Who Can Consider Investing In The Debt Fund?

Here we will list the pointers that will guide you through who are really appropriate for investing in the debt fund 

  • Firstly those who have enough funds and are willing to invest in this low-risk scheme. 
  • Debt funds are for those who approve of the idea of getting a definite return but at a smaller rate.
  • Those who want to gain more in terms of interest in comparison to their savings account in a bank. 
  • Individuals who want to have complete control, of their fund and can get cash anytime they want.
  • If you want to escalate your present earning then nothing could be better than the debt fund. 
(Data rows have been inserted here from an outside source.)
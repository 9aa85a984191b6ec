// Copyright 2026 The PMO Lifecycle Authors. All rights reserved.
// Use of this source code is governed by the Apache License,
// Version 2.0, that can be found in the LICENSE file.

use std::{fmt, result};

#[derive(Clone, Copy, Debug, PartialEq, Eq, Hash)]
pub enum ErrorCode {
    NoError, // will never be produced
    Generic,
    DoesNotExist, // the named entity doesn't exist
    InvalidScore,
    DuplicateId,
    DanglingEdge,
    InvalidPosition,
    JsonSerialization,
    JsonDeserialization,
    SchemaMismatch,
    UnsupportedVersion,
    QuotaExceeded,
    StorageIo,
    BadConfig,
    ExportFailed,
}

impl fmt::Display for ErrorCode {
    fn fmt(&self, f: &mut fmt::Formatter) -> fmt::Result {
        use ErrorCode::*;
        let name = match self {
            NoError => "no_error",
            Generic => "generic",
            DoesNotExist => "does_not_exist",
            InvalidScore => "invalid_score",
            DuplicateId => "duplicate_id",
            DanglingEdge => "dangling_edge",
            InvalidPosition => "invalid_position",
            JsonSerialization => "json_serialization",
            JsonDeserialization => "json_deserialization",
            SchemaMismatch => "schema_mismatch",
            UnsupportedVersion => "unsupported_version",
            QuotaExceeded => "quota_exceeded",
            StorageIo => "storage_io",
            BadConfig => "bad_config",
            ExportFailed => "export_failed",
        };

        write!(f, "{name}")
    }
}

#[derive(Clone, Copy, Debug, PartialEq, Eq, Hash)]
pub enum ErrorKind {
    Scoring,
    Diagram,
    Editor,
    Storage,
    Config,
    Export,
}

impl fmt::Display for ErrorKind {
    fn fmt(&self, f: &mut fmt::Formatter) -> fmt::Result {
        let kind = match self {
            ErrorKind::Scoring => "ScoringError",
            ErrorKind::Diagram => "DiagramError",
            ErrorKind::Editor => "EditorError",
            ErrorKind::Storage => "StorageError",
            ErrorKind::Config => "ConfigError",
            ErrorKind::Export => "ExportError",
        };
        write!(f, "{kind}")
    }
}

fn details_suffix(details: &Option<String>) -> String {
    match details {
        Some(details) => format!(": {details}"),
        None => String::new(),
    }
}

#[derive(Debug, Clone, PartialEq, Eq, thiserror::Error)]
#[error("{kind}{{{code}{}}}", details_suffix(.details))]
pub struct Error {
    pub kind: ErrorKind,
    pub code: ErrorCode,
    pub details: Option<String>,
}

impl Error {
    pub fn new(kind: ErrorKind, code: ErrorCode, details: Option<String>) -> Self {
        Error {
            kind,
            code,
            details,
        }
    }
}

impl From<serde_json::Error> for Error {
    fn from(err: serde_json::Error) -> Self {
        let code = if err.is_io() {
            ErrorCode::StorageIo
        } else if err.is_data() {
            ErrorCode::SchemaMismatch
        } else {
            ErrorCode::JsonDeserialization
        };
        Error::new(ErrorKind::Storage, code, Some(err.to_string()))
    }
}

pub type Result<T> = result::Result<T, Error>;

#[macro_export]
macro_rules! editor_err {
    ($code:tt, $str:expr) => {{
        use $crate::common::{Error, ErrorCode, ErrorKind};
        Err(Error::new(ErrorKind::Editor, ErrorCode::$code, Some($str)))
    }};
}

#[macro_export]
macro_rules! storage_err {
    ($code:tt, $str:expr) => {{
        use $crate::common::{Error, ErrorCode, ErrorKind};
        Err(Error::new(ErrorKind::Storage, ErrorCode::$code, Some($str)))
    }};
    ($code:tt) => {{
        use $crate::common::{Error, ErrorCode, ErrorKind};
        Err(Error::new(ErrorKind::Storage, ErrorCode::$code, None))
    }};
}

#[macro_export]
macro_rules! export_err {
    ($code:tt, $str:expr) => {{
        use $crate::common::{Error, ErrorCode, ErrorKind};
        Err(Error::new(ErrorKind::Export, ErrorCode::$code, Some($str)))
    }};
}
Significant Things To Remember Prior To Investing In The Debt Fund
  • The Period of The Rate of Interest - While investing in the debt fund do make sure to invest during the period when the interest rate slips down.
  • Risk of Credit -Debt fund bears some risk related to credit therefore prior to making the investment you need to keep an eye on the portfolio. Note that debt funds that have fixed kinds of securities are considered best for investment as the credit risk factor is low.


Here in this article, we have included all the important information regarding debt funds. Note that debt funds are secure and leverage you to enjoy the cash. Unambiguously debt fund can emerge as the best form of investment tool but you need to be sure about your objectives and have complete knowledge regarding the risk related to the debt fund as well.